Monday, November 9, 2009: 8:48 AM

Nancy VanDevanter, DrPH, RN , New York University College of Nursing, New York, NY
Susan Gennaro, DSN, FAAN , William F. Connell School of Nursing, Boston College, Chestnut Hill, MA
Wendy Budin, PhD, RN-BC , Nursing Research, NYU Hospitals Center, New York, NY
Despite known benefits of exclusive breastfeeding, in NYC only 26% of post partum women are exclusively breastfeeding at 2 months. Minority women are significantly less likely than white women to exclusively breast feed at 2 months. To address this critical health issue, NYC Department of Health and Hospitals has implemented the UNICEF-WHO Baby Friendly Initiative (BFI) 10 step program. Since implementation of BFI in 2006 rates of exclusive breastfeeding have not significantly increased in HHC hospitals. In the spring of 2007 we began a study of the implementation of the program in one of the hospitals. Following a comprehensive review of the literature we conducted 6 focus groups with medical and nursing providers, 8 key informant interviews to validate focus group findings, 30 quantitative interviews with post partum patients and ongoing participant observations of the clinical environment. All focus groups and key informant interviews were audio-taped and transcribed verbatim. Thematic analysis and coding of data was independently conduced by 2 investigators. Coding structure was organized to reflect the goals of the evaluation. Patient surveys were assessed quantitatively. Preliminary analysis reveals high degree of knowledge, awareness and agreement that breastfeeding is a high priority. Challenges are identified at the systems level (resources, staffing, space) provider level (lack of formal clinical training, competing role demands) patient level (lack of self confidence, competing time demands) Recommendations for augmenting the intervention are discussed. Use of multiple methods of evaluation provides important complementary information to enhance intervention implementation.

Learning Objectives:
1. To identify the benefits of utilizing a mixed methods approach to evaluation of program implementation. 2. To understand the challenges to implementation of a breastfeeding intervention in a complex systems environment.
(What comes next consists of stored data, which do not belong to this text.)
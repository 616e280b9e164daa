mod common;

use std::sync::Arc;
use std::time::Duration;

use async_trait::async_trait;
use chrono::{DateTime, Utc};
use common::*;
use translation_judge::cache::{CacheEntry, CacheKey};
use translation_judge::config::EngineConfig;
use translation_judge::engine::{EvaluationEngine, MaintenanceStats};
use translation_judge::error::EngineError;
use translation_judge::hints::LedgerKey;
use translation_judge::scoring::IndependenceClass;
use translation_judge::store::{CacheStore, InMemoryRecordStore, RecordStore, StoreError};
use translation_judge::types::{JudgmentSource, ScoreComponents, SentenceId};

#[tokio::test]
async fn perfect_answer_without_hints_is_independent_ten() {
    let judge = ScriptedJudge::answering(perfect());
    let h = harness(judge.clone());

    let resp = h
        .engine
        .evaluate(eval(1, "ana", "s1", "Bebo café cada mañana"))
        .await
        .unwrap();

    assert_eq!(resp.final_score, 10.0);
    assert_eq!(resp.independence_class, IndependenceClass::Independent);
    assert_eq!(resp.cache_source, JudgmentSource::Fresh);
    assert!(!resp.cached);
    assert_eq!(resp.hint_cost_total, 0.0);
    assert_eq!(resp.feedback_text, "¡Perfecto!");
    assert_eq!(judge.calls(), 1);

    let records = h.records.scores_for_user("ana").await.unwrap();
    assert_eq!(records.len(), 1);
    assert_eq!(records[0].id, resp.record_id);
    assert_eq!(records[0].final_score, 10.0);
}

#[tokio::test]
async fn repeated_answer_is_served_from_exact_cache() {
    let judge = ScriptedJudge::answering(perfect());
    let h = harness(judge.clone());

    h.engine
        .evaluate(eval(1, "ana", "s1", "Bebo café cada mañana"))
        .await
        .unwrap();
    let again = h
        .engine
        .evaluate(eval(1, "luis", "s9", "  bebo CAFE cada manana. "))
        .await
        .unwrap();

    assert_eq!(again.cache_source, JudgmentSource::Exact);
    assert!(again.cached);
    assert_eq!(again.final_score, 10.0);
    assert_eq!(judge.calls(), 1);
}

#[tokio::test]
async fn verb_and_choice_hints_make_a_strategic_seven_and_a_half() {
    let judge = ScriptedJudge::answering(perfect());
    let h = harness(judge);

    let l1 = h.engine.request_hint(&hint(1, "ana", "s1", 0, 1)).await.unwrap();
    assert_eq!(l1.cost_incurred, 1.0);
    let mc = h.engine.request_hint(&hint(1, "ana", "s1", 1, 1)).await.unwrap();
    assert_eq!(mc.cost_incurred, 1.5);
    assert_eq!(mc.cumulative_cost, 2.5);

    let resp = h
        .engine
        .evaluate(eval(1, "ana", "s1", "Bebo café cada mañana"))
        .await
        .unwrap();
    assert_eq!(resp.final_score, 7.5);
    assert_eq!(resp.hint_cost_total, 2.5);
    assert_eq!(resp.independence_class, IndependenceClass::Strategic);

    // The attempt's ledger is gone once scored.
    assert!(!h.engine.hints().has_ledger(&LedgerKey::new("ana", 1, "s1")));
    let next = h
        .engine
        .evaluate(eval(1, "ana", "s1", "Bebo café cada mañana"))
        .await
        .unwrap();
    assert_eq!(next.final_score, 10.0);
}

#[tokio::test]
async fn hints_only_charge_their_own_attempt() {
    let judge = ScriptedJudge::answering(perfect());
    let h = harness(judge);

    h.engine.request_hint(&hint(1, "ana", "s1", 0, 1)).await.unwrap();
    let other_session = h
        .engine
        .evaluate(eval(1, "ana", "s2", "Bebo café cada mañana"))
        .await
        .unwrap();
    let other_user = h
        .engine
        .evaluate(eval(1, "luis", "s1", "Bebo café cada mañana"))
        .await
        .unwrap();

    assert_eq!(other_session.final_score, 10.0);
    assert_eq!(other_user.final_score, 10.0);
    assert!(h.engine.hints().has_ledger(&LedgerKey::new("ana", 1, "s1")));
}

#[tokio::test]
async fn verb_level_two_without_level_one_is_invalid() {
    let h = harness(ScriptedJudge::answering(perfect()));

    let err = h
        .engine
        .request_hint(&hint(1, "ana", "s1", 0, 2))
        .await
        .unwrap_err();
    assert!(matches!(err, EngineError::InvalidRequest(_)));
    assert!(!h.engine.hints().has_ledger(&LedgerKey::new("ana", 1, "s1")));

    let resp = h
        .engine
        .evaluate(eval(1, "ana", "s1", "Bebo café cada mañana"))
        .await
        .unwrap();
    assert_eq!(resp.hint_cost_total, 0.0);
}

#[tokio::test(start_paused = true)]
async fn slow_judge_falls_back_within_bounds() {
    let judge = ScriptedJudge::slow(perfect(), Duration::from_millis(3_000));
    let h = harness(judge.clone());

    let resp = h
        .engine
        .evaluate(eval(1, "ana", "s1", "Bebo café cada mañana"))
        .await
        .unwrap();

    assert_eq!(resp.cache_source, JudgmentSource::Fallback);
    assert!(!resp.cached);
    assert!((1.0..=10.0).contains(&resp.final_score));
    assert!(!resp.feedback_text.is_empty());
    assert_eq!(judge.calls(), 1);
    assert!(h.cache.is_empty());
}

#[tokio::test]
async fn failing_judge_is_retried_once_then_falls_back() {
    let judge = ScriptedJudge::failing();
    let h = harness(judge.clone());

    let resp = h
        .engine
        .evaluate(eval(1, "ana", "s1", "Bebo cafe cada manana"))
        .await
        .unwrap();

    assert_eq!(resp.cache_source, JudgmentSource::Fallback);
    assert_eq!(judge.calls(), 2);
    // Heuristic grading accepts the accent-free spelling of the expected answer.
    assert_eq!(resp.final_score, 10.0);
    assert!(h.cache.is_empty());

    let records = h.records.scores_for_user("ana").await.unwrap();
    assert_eq!(records[0].judgment_source, JudgmentSource::Fallback);
}

#[tokio::test]
async fn near_duplicate_is_served_from_similarity_tier() {
    let judge = ScriptedJudge::answering(perfect());
    let h = harness(judge.clone());

    h.engine
        .evaluate(eval(1, "ana", "s1", "Yo bebo café cada mañana por favor"))
        .await
        .unwrap();
    let near = h
        .engine
        .evaluate(eval(1, "luis", "s1", "Yo bebo café cada mañana por favor ya"))
        .await
        .unwrap();

    assert_eq!(near.cache_source, JudgmentSource::Similarity);
    assert!(near.cached);
    assert!(near.final_score < 10.0 && near.final_score > 9.0);
    assert_eq!(judge.calls(), 1);
    // Similarity results are not written back as entries of their own.
    assert_eq!(h.cache.len(), 1);
}

#[tokio::test]
async fn unrelated_answer_is_judged_fresh() {
    let judge = ScriptedJudge::answering(perfect());
    let h = harness(judge.clone());

    h.engine
        .evaluate(eval(1, "ana", "s1", "Bebo café cada mañana"))
        .await
        .unwrap();
    let other = h
        .engine
        .evaluate(eval(1, "ana", "s2", "Tomo té por la noche"))
        .await
        .unwrap();
    assert_eq!(other.cache_source, JudgmentSource::Fresh);
    assert_eq!(judge.calls(), 2);
}

#[tokio::test]
async fn empty_translation_always_reaches_the_judge_and_is_not_cached() {
    let judge = ScriptedJudge::answering(perfect());
    let h = harness(judge.clone());

    for session in ["s1", "s2"] {
        let resp = h.engine.evaluate(eval(1, "ana", session, " ¿? ")).await.unwrap();
        assert_eq!(resp.cache_source, JudgmentSource::Fresh);
    }
    assert_eq!(judge.calls(), 2);
    assert!(h.cache.is_empty());
}

#[tokio::test]
async fn oversized_or_anonymous_requests_are_rejected() {
    let judge = ScriptedJudge::answering(perfect());
    let h = harness(judge.clone());

    let long = "a".repeat(2_001);
    let err = h.engine.evaluate(eval(1, "ana", "s1", &long)).await.unwrap_err();
    assert!(matches!(err, EngineError::InvalidRequest(_)));

    let err = h.engine.evaluate(eval(1, "", "s1", "Hola")).await.unwrap_err();
    assert!(matches!(err, EngineError::InvalidRequest(_)));

    assert_eq!(judge.calls(), 0);
    assert!(h.records.scores_for_user("ana").await.unwrap().is_empty());
}

#[tokio::test]
async fn request_answers_override_catalog_answers() {
    let judge = ScriptedJudge::failing();
    let h = harness(judge);

    let mut req = eval(1, "ana", "s1", "Tomo café cada mañana");
    req.expected_answers = vec!["Tomo café cada mañana".into()];
    let resp = h.engine.evaluate(req).await.unwrap();
    assert_eq!(resp.cache_source, JudgmentSource::Fallback);
    assert_eq!(resp.final_score, 10.0);
}

struct UnavailableCache;

#[async_trait]
impl CacheStore for UnavailableCache {
    async fn get(&self, _key: &CacheKey) -> Result<Option<CacheEntry>, StoreError> {
        Err(StoreError::Unavailable("connection refused".into()))
    }
    async fn put(&self, _entry: &CacheEntry) -> Result<(), StoreError> {
        Err(StoreError::Unavailable("connection refused".into()))
    }
    async fn record_hit(&self, _key: &CacheKey) -> Result<(), StoreError> {
        Err(StoreError::Unavailable("connection refused".into()))
    }
    async fn entries_for_sentence(
        &self,
        _sentence_id: SentenceId,
    ) -> Result<Vec<CacheEntry>, StoreError> {
        Err(StoreError::Unavailable("connection refused".into()))
    }
    async fn evict_expired(&self, _now: DateTime<Utc>) -> Result<usize, StoreError> {
        Err(StoreError::Unavailable("connection refused".into()))
    }
}

#[tokio::test]
async fn unavailable_cache_degrades_to_judging_every_time() {
    let judge = ScriptedJudge::answering(perfect());
    let engine = EvaluationEngine::new(
        EngineConfig::default(),
        Arc::new(UnavailableCache),
        Arc::new(InMemoryRecordStore::new()),
        judge.clone(),
        catalog(),
    )
    .unwrap();

    for _ in 0..2 {
        let resp = engine
            .evaluate(eval(1, "ana", "s1", "Bebo café cada mañana"))
            .await
            .unwrap();
        assert_eq!(resp.cache_source, JudgmentSource::Fresh);
        assert_eq!(resp.final_score, 10.0);
    }
    assert_eq!(judge.calls(), 2);
}

#[tokio::test]
async fn partial_judgment_uses_weighted_components() {
    let judgment = translation_judge::types::Judgment {
        is_correct: false,
        components: ScoreComponents::new(0.5, 1.0, 1.0),
        feedback_text: "Revisa la conjugación.".into(),
        alternative_answers: vec![],
    };
    let h = harness(ScriptedJudge::answering(judgment));

    let resp = h
        .engine
        .evaluate(eval(2, "ana", "s1", "Vivo en Madrid"))
        .await
        .unwrap();
    assert!((resp.raw_score - 8.0).abs() < 1e-9);
    assert_eq!(resp.independence_class, IndependenceClass::Independent);
}

#[tokio::test]
async fn invalid_config_is_rejected_at_construction() {
    let mut config = EngineConfig::default();
    config.similarity.threshold = 1.5;
    let result = EvaluationEngine::new(
        config,
        Arc::new(UnavailableCache),
        Arc::new(InMemoryRecordStore::new()),
        ScriptedJudge::answering(perfect()),
        catalog(),
    );
    assert!(matches!(result, Err(EngineError::Config(_))));
}

#[tokio::test(start_paused = true)]
async fn maintenance_sweeps_expired_entries_and_abandoned_ledgers() {
    let h = harness(ScriptedJudge::answering(perfect()));
    let mut stale = CacheEntry::new(CacheKey::new(1, "bebo te"), "bebo te", perfect());
    stale.created_at = Utc::now() - chrono::Duration::days(31);
    h.cache.put(&stale).await.unwrap();
    h.engine
        .request_hint(&hint(1, "ana", "abandoned", 0, 1))
        .await
        .unwrap();

    assert_eq!(
        h.engine.run_maintenance().await,
        MaintenanceStats {
            expired_entries: 1,
            released_ledgers: 0,
        }
    );
    assert!(h.cache.is_empty());

    tokio::time::advance(Duration::from_secs(121 * 60)).await;
    h.engine
        .request_hint(&hint(1, "ana", "active", 0, 1))
        .await
        .unwrap();
    let stats = h.engine.run_maintenance().await;
    assert_eq!(stats.released_ledgers, 1);
    assert!(!h.engine.hints().has_ledger(&LedgerKey::new("ana", 1, "abandoned")));
    assert!(h.engine.hints().has_ledger(&LedgerKey::new("ana", 1, "active")));

    // The abandoned attempt starts over at no cost.
    let resp = h
        .engine
        .evaluate(eval(1, "ana", "abandoned", "Bebo café cada mañana"))
        .await
        .unwrap();
    assert_eq!(resp.hint_cost_total, 0.0);
}

#[tokio::test(start_paused = true)]
async fn background_maintenance_stops_with_the_engine() {
    let h = harness(ScriptedJudge::answering(perfect()));
    let engine = Arc::new(h.engine);
    let key = LedgerKey::new("ana", 1, "s1");
    engine.request_hint(&hint(1, "ana", "s1", 0, 1)).await.unwrap();

    let task = engine.spawn_maintenance();
    tokio::time::sleep(Duration::from_secs(120 * 60 + 360)).await;
    assert!(!engine.hints().has_ledger(&key));

    drop(engine);
    tokio::time::timeout(Duration::from_secs(600), task)
        .await
        .unwrap()
        .unwrap();
}
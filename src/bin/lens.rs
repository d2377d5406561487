//! Lens CLI - Command-line interface for Session Lens
//!
//! Commands:
//! - analyze: Analyze one recorded session
//! - overview: Analyze a batch of sessions and roll them up
//! - page: Analyze one URL across a batch of sessions
//! - trends: Bucket a batch of sessions by start day
//! - patterns: Print the built-in pattern tables

use chrono::{NaiveDate, Utc};
use clap::{Parser, Subcommand, ValueEnum};
use serde::Serialize;
use std::fs;
use std::io::{self, BufRead, BufReader, Read, Write};
use std::path::{Path, PathBuf};
use std::process::ExitCode;

use session_lens::logging::{init_tracing, LogFormat};
use session_lens::overview::SessionInput;
use session_lens::patterns::PatternConfig;
use session_lens::pipeline::{parse_events, parse_meta, SessionAnalyzer};
use session_lens::trends::DEFAULT_TREND_DAYS;
use session_lens::types::SessionMeta;
use session_lens::{AnalysisError, EventNormalizer, LENS_VERSION};

/// Lens - Behavioral analysis for recorded browsing sessions
#[derive(Parser)]
#[command(name = "lens")]
#[command(version = LENS_VERSION)]
#[command(about = "Turn recorded session events into UX insights", long_about = None)]
struct Cli {
    /// Log level used when RUST_LOG is not set
    #[arg(long, global = true, default_value = "warn")]
    log_level: String,

    /// Log line format (logs go to stderr)
    #[arg(long, global = true, value_enum, default_value = "pretty")]
    log_format: LogFormat,

    #[command(subcommand)]
    command: Commands,
}

#[derive(Subcommand)]
enum Commands {
    /// Analyze one session's events
    Analyze {
        /// Input file path (use - for stdin)
        #[arg(short, long)]
        input: PathBuf,

        /// Session metadata JSON file
        #[arg(long)]
        meta: Option<PathBuf>,

        /// Input format
        #[arg(long, value_enum, default_value = "json")]
        input_format: InputFormat,

        /// Pattern configuration JSON file
        #[arg(long)]
        patterns: Option<PathBuf>,

        /// Pretty-print the result
        #[arg(long)]
        pretty: bool,

        /// Output file path (defaults to stdout)
        #[arg(short, long)]
        output: Option<PathBuf>,
    },

    /// Analyze many sessions (one session object per line) into an overview
    Overview {
        /// Input file path (use - for stdin)
        #[arg(short, long)]
        input: PathBuf,

        /// Pattern configuration JSON file
        #[arg(long)]
        patterns: Option<PathBuf>,

        /// Pretty-print the result
        #[arg(long)]
        pretty: bool,

        /// Output file path (defaults to stdout)
        #[arg(short, long)]
        output: Option<PathBuf>,
    },

    /// Analyze one URL across many sessions (one session object per line)
    Page {
        /// Input file path (use - for stdin)
        #[arg(short, long)]
        input: PathBuf,

        /// Page URL to analyze, e.g. /pricing
        #[arg(long)]
        url: String,

        /// Pretty-print the result
        #[arg(long)]
        pretty: bool,

        /// Output file path (defaults to stdout)
        #[arg(short, long)]
        output: Option<PathBuf>,
    },

    /// Daily trends over many sessions (one session object per line)
    Trends {
        /// Input file path (use - for stdin)
        #[arg(short, long)]
        input: PathBuf,

        /// Window length in days (1-90)
        #[arg(long, default_value_t = DEFAULT_TREND_DAYS)]
        days: u32,

        /// Last day of the window, YYYY-MM-DD (defaults to today, UTC)
        #[arg(long)]
        today: Option<NaiveDate>,

        /// Pattern configuration JSON file
        #[arg(long)]
        patterns: Option<PathBuf>,

        /// Pretty-print the result
        #[arg(long)]
        pretty: bool,

        /// Output file path (defaults to stdout)
        #[arg(short, long)]
        output: Option<PathBuf>,
    },

    /// Print the built-in pattern tables as JSON
    Patterns,
}

#[derive(Clone, Copy, ValueEnum)]
enum InputFormat {
    /// JSON array of events
    Json,
    /// Newline-delimited JSON (one event per line)
    Ndjson,
}

fn main() -> ExitCode {
    let cli = Cli::parse();

    if let Err(e) = init_tracing(&cli.log_level, cli.log_format) {
        eprintln!("Failed to initialize logging: {}", e);
    }

    match run(cli.command) {
        Ok(()) => ExitCode::SUCCESS,
        Err(e) => {
            eprintln!(
                "{}",
                serde_json::to_string(&CliError::from(e))
                    .unwrap_or_else(|_| "Unknown error".to_string())
            );
            ExitCode::FAILURE
        }
    }
}

fn run(command: Commands) -> Result<(), LensCliError> {
    match command {
        Commands::Analyze {
            input,
            meta,
            input_format,
            patterns,
            pretty,
            output,
        } => cmd_analyze(
            &input,
            meta.as_deref(),
            input_format,
            patterns.as_deref(),
            pretty,
            output.as_deref(),
        ),

        Commands::Overview {
            input,
            patterns,
            pretty,
            output,
        } => cmd_overview(&input, patterns.as_deref(), pretty, output.as_deref()),

        Commands::Page {
            input,
            url,
            pretty,
            output,
        } => {
            let sessions = read_sessions(&input)?;
            let analysis = SessionAnalyzer::new().page_analysis(&url, &sessions);
            write_output(output.as_deref(), &to_json(&analysis, pretty)?)
        }

        Commands::Trends {
            input,
            days,
            today,
            patterns,
            pretty,
            output,
        } => {
            let analyzer = build_analyzer(patterns.as_deref())?;
            let sessions = read_sessions(&input)?;
            let today = today.unwrap_or_else(|| Utc::now().date_naive());
            let trends = analyzer.trends(sessions, days, today);
            write_output(output.as_deref(), &to_json(&trends, pretty)?)
        }

        Commands::Patterns => {
            let json = serde_json::to_string_pretty(&PatternConfig::default())?;
            write_output(None, &json)
        }
    }
}

fn cmd_analyze(
    input: &Path,
    meta: Option<&Path>,
    input_format: InputFormat,
    patterns: Option<&Path>,
    pretty: bool,
    output: Option<&Path>,
) -> Result<(), LensCliError> {
    let analyzer = build_analyzer(patterns)?;
    let meta = match meta {
        Some(path) => parse_meta(&fs::read_to_string(path)?)?,
        None => SessionMeta::default(),
    };

    let input_data = read_input(input)?;
    let result = match input_format {
        InputFormat::Json => analyzer.analyze(&parse_events(&input_data)?, &meta),
        InputFormat::Ndjson => {
            analyzer.analyze_events(EventNormalizer::parse_ndjson(&input_data)?, &meta)
        }
    };

    write_output(output, &to_json(&result, pretty)?)
}

fn cmd_overview(
    input: &Path,
    patterns: Option<&Path>,
    pretty: bool,
    output: Option<&Path>,
) -> Result<(), LensCliError> {
    let analyzer = build_analyzer(patterns)?;
    let sessions = read_sessions(input)?;
    let overview = analyzer.overview(sessions);
    write_output(output, &to_json(&overview, pretty)?)
}

/// Read NDJSON sessions, one `{"session_id", "meta", "events"}` per line
fn read_sessions(input: &Path) -> Result<Vec<SessionInput>, LensCliError> {
    let reader: Box<dyn BufRead> = if is_stdin(input) {
        ensure_piped_stdin()?;
        Box::new(BufReader::new(io::stdin()))
    } else {
        Box::new(BufReader::new(fs::File::open(input)?))
    };

    let mut sessions = Vec::new();
    for (line_num, line) in reader.lines().enumerate() {
        let line = line?;
        let trimmed = line.trim();
        if trimmed.is_empty() {
            continue;
        }
        let session: SessionInput = serde_json::from_str(trimmed).map_err(|e| {
            LensCliError::ParseError(format!("Failed to parse session on line {}: {}", line_num + 1, e))
        })?;
        sessions.push(session);
    }

    if sessions.is_empty() {
        return Err(LensCliError::NoSessions);
    }
    Ok(sessions)
}

fn build_analyzer(patterns: Option<&Path>) -> Result<SessionAnalyzer, LensCliError> {
    match patterns {
        Some(path) => {
            let config = PatternConfig::from_json(&fs::read_to_string(path)?)?;
            Ok(SessionAnalyzer::from_config(&config)?)
        }
        None => Ok(SessionAnalyzer::new()),
    }
}

fn is_stdin(path: &Path) -> bool {
    path.as_os_str() == "-"
}

fn ensure_piped_stdin() -> Result<(), LensCliError> {
    if atty::is(atty::Stream::Stdin) {
        return Err(LensCliError::InteractiveStdin);
    }
    Ok(())
}

fn read_input(path: &Path) -> Result<String, LensCliError> {
    if is_stdin(path) {
        ensure_piped_stdin()?;
        let mut buffer = String::new();
        io::stdin().read_to_string(&mut buffer)?;
        Ok(buffer)
    } else {
        Ok(fs::read_to_string(path)?)
    }
}

fn to_json<T: Serialize>(value: &T, pretty: bool) -> Result<String, LensCliError> {
    if pretty {
        Ok(serde_json::to_string_pretty(value)?)
    } else {
        Ok(serde_json::to_string(value)?)
    }
}

fn write_output(output: Option<&Path>, json: &str) -> Result<(), LensCliError> {
    match output {
        Some(path) if !is_stdin(path) => fs::write(path, format!("{}\n", json))?,
        _ => {
            let mut stdout = io::stdout().lock();
            writeln!(stdout, "{}", json)?;
            stdout.flush()?;
        }
    }
    Ok(())
}

// Error types

#[derive(Debug)]
enum LensCliError {
    Io(io::Error),
    Analysis(AnalysisError),
    Json(serde_json::Error),
    ParseError(String),
    NoSessions,
    InteractiveStdin,
}

impl From<io::Error> for LensCliError {
    fn from(e: io::Error) -> Self {
        LensCliError::Io(e)
    }
}

impl From<AnalysisError> for LensCliError {
    fn from(e: AnalysisError) -> Self {
        LensCliError::Analysis(e)
    }
}

impl From<serde_json::Error> for LensCliError {
    fn from(e: serde_json::Error) -> Self {
        LensCliError::Json(e)
    }
}

#[derive(Serialize)]
struct CliError {
    code: String,
    message: String,
    hint: Option<String>,
}

impl From<LensCliError> for CliError {
    fn from(e: LensCliError) -> Self {
        match e {
            LensCliError::Io(e) => CliError {
                code: "IO_ERROR".to_string(),
                message: e.to_string(),
                hint: Some("Check file paths and permissions".to_string()),
            },
            LensCliError::Analysis(e @ AnalysisError::InvalidPattern { .. }) => CliError {
                code: "PATTERN_ERROR".to_string(),
                message: e.to_string(),
                hint: Some("Run 'lens patterns' to see a valid pattern configuration".to_string()),
            },
            LensCliError::Analysis(e) => CliError {
                code: "PARSE_ERROR".to_string(),
                message: e.to_string(),
                hint: Some("Events must be a JSON array of recorder events".to_string()),
            },
            LensCliError::Json(e) => CliError {
                code: "JSON_ERROR".to_string(),
                message: e.to_string(),
                hint: Some("Check JSON syntax".to_string()),
            },
            LensCliError::ParseError(msg) => CliError {
                code: "PARSE_ERROR".to_string(),
                message: msg,
                hint: Some("Each line must be {\"session_id\", \"meta\", \"events\"}".to_string()),
            },
            LensCliError::NoSessions => CliError {
                code: "NO_SESSIONS".to_string(),
                message: "No sessions found in input".to_string(),
                hint: Some("Ensure input file is not empty".to_string()),
            },
            LensCliError::InteractiveStdin => CliError {
                code: "NO_INPUT".to_string(),
                message: "Refusing to read events from an interactive terminal".to_string(),
                hint: Some("Pipe input into the command or pass a file with -i".to_string()),
            },
        }
    }
}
Keywords: Breastfeeding, Evaluation

Presenting author's disclosure statement:

Qualified on the content I am responsible for because: I am the principal author
Any relevant financial relationships? No

I agree to comply with the American Public Health Association Conflict of Interest and Commercial Support Guidelines, and to disclose to the participants any off-label or experimental uses of a commercial product or service discussed in my presentation.